**Task brief**
The answer must restate every record word for word.

**Records drawn from a dataset**
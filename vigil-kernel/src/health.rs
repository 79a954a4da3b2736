use crate::registry::ConnectionRegistry;
use serde::{Deserialize, Serialize};
use std::sync::atomic::{AtomicU64, Ordering};
use std::sync::Arc;
use std::time::Instant;

#[derive(Debug, Serialize, Deserialize)]
pub struct KernelHealth {
    pub uptime_seconds: u64,
    pub reporters_connected: u64,
    pub clients_connected: u64,
    pub machines_in_snapshot: u64,
    pub reports_processed: u64,
    pub rogue_reports: u64,
}

#[derive(Clone)]
pub struct HealthTracker {
    start_time: Instant,
    reports_processed: Arc<AtomicU64>,
    rogue_reports: Arc<AtomicU64>,
}

impl HealthTracker {
    pub fn new() -> Self {
        Self {
            start_time: Instant::now(),
            reports_processed: Arc::new(AtomicU64::new(0)),
            rogue_reports: Arc::new(AtomicU64::new(0)),
        }
    }

    pub fn record_report(&self, rogue: bool) {
        self.reports_processed.fetch_add(1, Ordering::Relaxed);
        if rogue {
            self.rogue_reports.fetch_add(1, Ordering::Relaxed);
        }
    }

    pub fn get_health(&self, registry: &ConnectionRegistry) -> KernelHealth {
        let (reporters, clients) = registry.role_counts();
        KernelHealth {
            uptime_seconds: self.start_time.elapsed().as_secs(),
            reporters_connected: reporters as u64,
            clients_connected: clients as u64,
            machines_in_snapshot: registry.snapshot_count() as u64,
            reports_processed: self.reports_processed.load(Ordering::Relaxed),
            rogue_reports: self.rogue_reports.load(Ordering::Relaxed),
        }
    }
}

impl Default for HealthTracker {
    fn default() -> Self {
        Self::new()
    }
}
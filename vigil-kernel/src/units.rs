//! Unit conversion and formatting helpers for the report pipeline.

use serde::{Deserialize, Serialize};

const GIB: f64 = 1024.0 * 1024.0 * 1024.0;

/// Round to 2 decimal places, half away from zero (matches the reporter
/// wire format, which truncates with `toFixed(2)` semantics).
pub fn round2(n: f64) -> f64 {
    (n * 100.0).round() / 100.0
}

pub fn bytes_to_gib(bytes: f64) -> f64 {
    round2(bytes / GIB)
}

/// Bytes/sec to megabits/sec, rounded to 2 decimals.
pub fn bytes_per_sec_to_mbps(bytes_per_sec: f64) -> f64 {
    round2(bytes_per_sec * 8.0 / 1e6)
}

/// Uptime broken into whole days/hours/minutes/seconds.
#[derive(Debug, Clone, Copy, PartialEq, Eq, Serialize, Deserialize)]
pub struct DurationParts {
    pub d: i64,
    pub h: i64,
    pub m: i64,
    pub s: i64,
}

/// Format a seconds count as `{d,h,m,s}`.
///
/// Returns `None` for zero and non-finite input: a machine reporting
/// exactly 0 uptime is treated as having no uptime data at all.
pub fn format_duration(seconds: f64) -> Option<DurationParts> {
    if seconds == 0.0 || !seconds.is_finite() {
        return None;
    }
    let whole = seconds as i64;
    Some(DurationParts {
        d: whole / 86_400,
        h: (whole / 3_600) % 24,
        m: (whole / 60) % 60,
        s: whole % 60,
    })
}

**Solved problem**
filename vigil-kernel/src/health.rs
repository 79a954a4da3b2736
use crate::registry::ConnectionRegistry;
use serde::{Deserialize, Serialize};
use std::sync::atomic::{AtomicU64, Ordering};
use std::sync::Arc;
use std::time::Instant;

#[derive(Debug, Serialize, Deserialize)]
pub struct KernelHealth {
    pub uptime_seconds: u64,
    pub reporters_connected: u64,
    pub clients_connected: u64,
    pub machines_in_snapshot: u64,
    pub reports_processed: u64,
    pub rogue_reports: u64,
}

#[derive(Clone)]
pub struct HealthTracker {
    start_time: Instant,
    reports_processed: Arc<AtomicU64>,
    rogue_reports: Arc<AtomicU64>,
}

impl HealthTracker {
    pub fn new() -> Self {
        Self {
            start_time: Instant::now(),
            reports_processed: Arc::new(AtomicU64::new(0)),
            rogue_reports: Arc::new(AtomicU64::new(0)),
        }
    }

    pub fn record_report(&self, rogue: bool) {
        self.reports_processed.fetch_add(1, Ordering::Relaxed);
        if rogue {
            self.rogue_reports.fetch_add(1, Ordering::Relaxed);
        }
    }

    pub fn get_health(&self, registry: &ConnectionRegistry) -> KernelHealth {
        let (reporters, clients) = registry.role_counts();
        KernelHealth {
            uptime_seconds: self.start_time.elapsed().as_secs(),
            reporters_connected: reporters as u64,
            clients_connected: clients as u64,
            machines_in_snapshot: registry.snapshot_count() as u64,
            reports_processed: self.reports_processed.load(Ordering::Relaxed),
            rogue_reports: self.rogue_reports.load(Ordering::Relaxed),
        }
    }
}

impl Default for HealthTracker {
    fn default() -> Self {
        Self::new()
    }
}
filename vigil-kernel/src/units.rs
//! Unit conversion and formatting helpers for the report pipeline.

use serde::{Deserialize, Serialize};

const GIB: f64 = 1024.0 * 1024.0 * 1024.0;

/// Round to 2 decimal places, half away from zero (matches the reporter
/// wire format, which truncates with `toFixed(2)` semantics).
pub fn round2(n: f64) -> f64 {
    (n * 100.0).round() / 100.0
}

pub fn bytes_to_gib(bytes: f64) -> f64 {
    round2(bytes / GIB)
}

/// Bytes/sec to megabits/sec, rounded to 2 decimals.
pub fn bytes_per_sec_to_mbps(bytes_per_sec: f64) -> f64 {
    round2(bytes_per_sec * 8.0 / 1e6)
}

/// Uptime broken into whole days/hours/minutes/seconds.
#[derive(Debug, Clone, Copy, PartialEq, Eq, Serialize, Deserialize)]
pub struct DurationParts {
    pub d: i64,
    pub h: i64,
    pub m: i64,
    pub s: i64,
}

/// Format a seconds count as `{d,h,m,s}`.
///
/// Returns `None` for zero and non-finite input: a machine reporting
/// exactly 0 uptime is treated as having no uptime data at all.
pub fn format_duration(seconds: f64) -> Option<DurationParts> {
    if seconds == 0.0 || !seconds.is_finite() {
        return None;
    }
    let whole = seconds as i64;
    Some(DurationParts {
        d: whole / 86_400,
        h: (whole / 3_600) % 24,
        m: (whole / 60) % 60,
        s: whole % 60,
    })
}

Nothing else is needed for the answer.